There seems to be a deliberate cover up by use of language for certain crimes committed by a certain group in the UK, or at least an avoidance by those in authority to call a spade a spade (no pun intended) few are fooled though and instead of an honest dialogue we have the ever growing tensions amongst the majority who can see what is going on yet are denied the openings to say what they think as political correctness has closed down dialogue for them whilst leaving it wide open for the minorities.

Unless this hypocrisy ends,  I foresee big trouble, you cannot oppress a majority for too long, nor deny them a voice. Words are dangerous, but not as dangerous as denying their use or meaning to hide a serious problem.

6 comments for “Labels and language

  1. October 28, 2011 at 12:00 pm

    I’ve got one coming up on John Terry and Ferdinand [not here today] and it’s a minefield, this racism thing. Half my rugby days were here and half in Oz. During the Oz sojourn, we had a Maori team come over and they were billetted with us. During one game, one of our players called out to our flanker, Cooney, “Hey, Coon.” The Maoris picked up on that and swarmed around the guy but when they realized it was Cooney’s nickname, they backed off.
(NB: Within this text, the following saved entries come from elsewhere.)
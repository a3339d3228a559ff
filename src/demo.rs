//! Seeded in-memory demo database.
//!
//! An insurance-shaped schema (organizations, policies, claims, users) with
//! generated rows, deterministic for a fixed seed. Used by the CLI when no
//! database URL is given and by the integration tests.

use chrono::{Duration, NaiveDate};
use rand::rngs::StdRng;
use rand::seq::IndexedRandom;
use rand::{Rng, SeedableRng};
use sqlx::sqlite::SqlitePoolOptions;
use sqlx::SqlitePool;

use crate::config::AssistantConfig;
use crate::error::{AskqlError, AskqlResult};

const CITIES: &[&str] = &[
    "London", "Cardiff", "Amsterdam", "Madrid", "Paris", "Berlin", "Rome",
    "Dublin", "Prague", "Lisbon",
];
const COUNTRIES: &[&str] = &["GB", "NL", "ES", "FR", "DE", "IE"];
const CURRENCIES: &[&str] = &["GBP", "EUR", "USD"];
const NAME_A: &[&str] = &["Alpha", "Beta", "Gamma", "Orion", "Vega", "Nova"];
const NAME_B: &[&str] = &["Trading", "Exports", "Holdings"];
const NAME_C: &[&str] = &["Ltd", "BV", "GmbH"];

/// Build and populate the demo database.
pub async fn create_demo_pool(config: &AssistantConfig) -> AskqlResult<SqlitePool> {
    let pool = SqlitePoolOptions::new()
        .max_connections(1)
        .connect("sqlite::memory:")
        .await
        .map_err(AskqlError::introspection)?;

    sqlx::query(
        "CREATE TABLE organizations(
            org_id INTEGER PRIMARY KEY,
            org_code TEXT UNIQUE,
            org_name TEXT,
            city TEXT,
            country_code TEXT
        )",
    )
    .execute(&pool)
    .await
    .map_err(AskqlError::introspection)?;
    sqlx::query(
        "CREATE TABLE policies(
            policy_id INTEGER PRIMARY KEY,
            policy_number TEXT UNIQUE,
            org_id INTEGER REFERENCES organizations(org_id),
            inception_date TEXT,
            expiry_date TEXT,
            currency TEXT,
            status TEXT,
            credit_limit REAL
        )",
    )
    .execute(&pool)
    .await
    .map_err(AskqlError::introspection)?;
    sqlx::query(
        "CREATE TABLE claims(
            claim_id INTEGER PRIMARY KEY,
            policy_id INTEGER REFERENCES policies(policy_id),
            claim_number TEXT UNIQUE,
            created_at TEXT,
            amount REAL,
            status TEXT
        )",
    )
    .execute(&pool)
    .await
    .map_err(AskqlError::introspection)?;
    sqlx::query("CREATE TABLE users(user_id INTEGER PRIMARY KEY, username TEXT UNIQUE, role TEXT)")
        .execute(&pool)
        .await
        .map_err(AskqlError::introspection)?;

    populate(&pool, config).await?;
    tracing::info!(
        policies = config.demo_policies,
        claims = config.demo_claims,
        "demo database ready"
    );
    Ok(pool)
}

async fn populate(pool: &SqlitePool, config: &AssistantConfig) -> AskqlResult<()> {
    let mut rng = StdRng::seed_from_u64(config.demo_seed);
    let policies = config.demo_policies as i64;
    let claims = config.demo_claims as i64;
    let orgs = (policies / 10).max(50);
    let base = NaiveDate::from_ymd_opt(2024, 1, 1).unwrap_or_default();

    for org_id in 1..=orgs {
        let name = format!(
            "{} {} {}",
            pick(&mut rng, NAME_A),
            pick(&mut rng, NAME_B),
            pick(&mut rng, NAME_C)
        );
        sqlx::query("INSERT INTO organizations VALUES (?, ?, ?, ?, ?)")
            .bind(org_id)
            .bind(format!("ORG-{org_id:04}"))
            .bind(name)
            .bind(pick(&mut rng, CITIES))
            .bind(pick(&mut rng, COUNTRIES))
            .execute(pool)
            .await
            .map_err(AskqlError::introspection)?;
    }

    for policy_id in 1..=policies {
        let inception = base + Duration::days(rng.random_range(0..=365));
        let expiry = inception + Duration::days(rng.random_range(180..=540));
        let status = weighted(
            &mut rng,
            &[("ACTIVE", 0.55), ("EXPIRED", 0.25), ("CANCELLED", 0.1), ("PENDING", 0.1)],
        );
        let credit = (rng.random_range(10_000.0..500_000.0) * 100.0).round() / 100.0;
        sqlx::query("INSERT INTO policies VALUES (?, ?, ?, ?, ?, ?, ?, ?)")
            .bind(policy_id)
            .bind(format!("POL-{policy_id:06}"))
            .bind(rng.random_range(1..=orgs))
            .bind(inception.to_string())
            .bind(expiry.to_string())
            .bind(pick(&mut rng, CURRENCIES))
            .bind(status)
            .bind(credit)
            .execute(pool)
            .await
            .map_err(AskqlError::introspection)?;
    }

    for claim_id in 1..=claims {
        let created = base + Duration::days(rng.random_range(60..=600));
        let status = weighted(
            &mut rng,
            &[("OPEN", 0.35), ("CLOSED", 0.45), ("PENDING", 0.15), ("REJECTED", 0.05)],
        );
        let amount = (rng.random_range(500.0..100_000.0) * 100.0).round() / 100.0;
        sqlx::query("INSERT INTO claims VALUES (?, ?, ?, ?, ?, ?)")
            .bind(claim_id)
            .bind(rng.random_range(1..=policies))
            .bind(format!("CLM-{claim_id:06}"))
            .bind(created.to_string())
            .bind(amount)
            .bind(status)
            .execute(pool)
            .await
            .map_err(AskqlError::introspection)?;
    }

    for (user_id, username, role) in [(1, "admin", "ADMIN"), (2, "dev1", "DEV"), (3, "analyst", "ANALYST")]
    {
        sqlx::query("INSERT INTO users VALUES (?, ?, ?)")
            .bind(user_id)
            .bind(username)
            .bind(role)
            .execute(pool)
            .await
            .map_err(AskqlError::introspection)?;
    }

    Ok(())
}

fn pick<'a>(rng: &mut StdRng, options: &'a [&'a str]) -> &'a str {
    options.choose(rng).copied().unwrap_or(options[0])
}

fn weighted(rng: &mut StdRng, options: &[(&'static str, f64)]) -> &'static str {
    let roll: f64 = rng.random_range(0.0..1.0);
    let mut acc = 0.0;
    for (value, weight) in options {
        acc += weight;
        if roll < acc {
            return value;
        }
    }
    options[options.len() - 1].0
}

#[cfg(test)]
mod tests {
    use super::*;
    use crate::catalog::SchemaCatalog;

    fn small_config() -> AssistantConfig {
        AssistantConfig {
            demo_policies: 60,
            demo_claims: 120,
            ..AssistantConfig::default()
        }
    }

    #[tokio::test]
    async fn test_demo_database_shape() {
        let pool = create_demo_pool(&small_config()).await.unwrap();
        let n: i64 = sqlx::query_scalar("SELECT COUNT(*) FROM policies")
            .fetch_one(&pool)
            .await
            .unwrap();
        assert_eq!(n, 60);
        let statuses: Vec<String> = sqlx::query_scalar("SELECT DISTINCT status FROM policies")
            .fetch_all(&pool)
            .await
            .unwrap();
        assert!(statuses.iter().any(|s| s == "ACTIVE"));
    }

    #[tokio::test]
    async fn test_demo_is_deterministic_and_introspection_idempotent() {
        let cfg = small_config();
        let a = create_demo_pool(&cfg).await.unwrap();
        let b = create_demo_pool(&cfg).await.unwrap();

        let meta_a = SchemaCatalog::introspect(&a, &cfg).await.unwrap();
        let meta_b = SchemaCatalog::introspect(&b, &cfg).await.unwrap();
        assert_eq!(meta_a.metadata(), meta_b.metadata());

        // rebuilding from the same database state yields an equal snapshot
        let again = SchemaCatalog::introspect(&a, &cfg).await.unwrap();
        assert_eq!(meta_a.metadata(), again.metadata());
    }
}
    In a match with a different team a week later, one of the Australians called out a remark. Five of the Maoris took him to the other side of the field and broke his nose. Can never remember the end of that one.

    Sorry to turn this personal but we think of things in terms of what happened to us. Once in France I went into a bar and started speaking “French”. They laughed their heads off for five minutes, they took the p*** summit awful and then a few of them started speaking English because the French was too painful to listen to. We got on famously although they’d drop in remarks about the rosbifs from time to time. I just grinned because we would have done similar over here in reverse.

    Look, when in Rome is all I’m trying to say.

  2. Maaarrghk!
    October 28, 2011 at 12:43 pm

    And of course new prints of Mark Twain books for US schools are having the word “nigger” replaced by the word “slave”.

    And don’t get me started on the new Dam Busters film. Guy Gibsons dog was not called Digger.

  3. ivan
    October 28, 2011 at 12:57 pm

    The new Sheriff is a Nig…BONG.

  4. October 28, 2011 at 1:30 pm

    “yet you don’t see such a reaction to the term Brit.”
    Maybe if a few of us complained to the police when it was used it might be interesting?

  5. Voice of Reason
    October 28, 2011 at 1:31 pm

    The phrase used to avoid sounding racist in the US is ‘urban youths’.

    • October 28, 2011 at 2:19 pm

      Yes, it’s the same in France, much to the chagrin of many French people.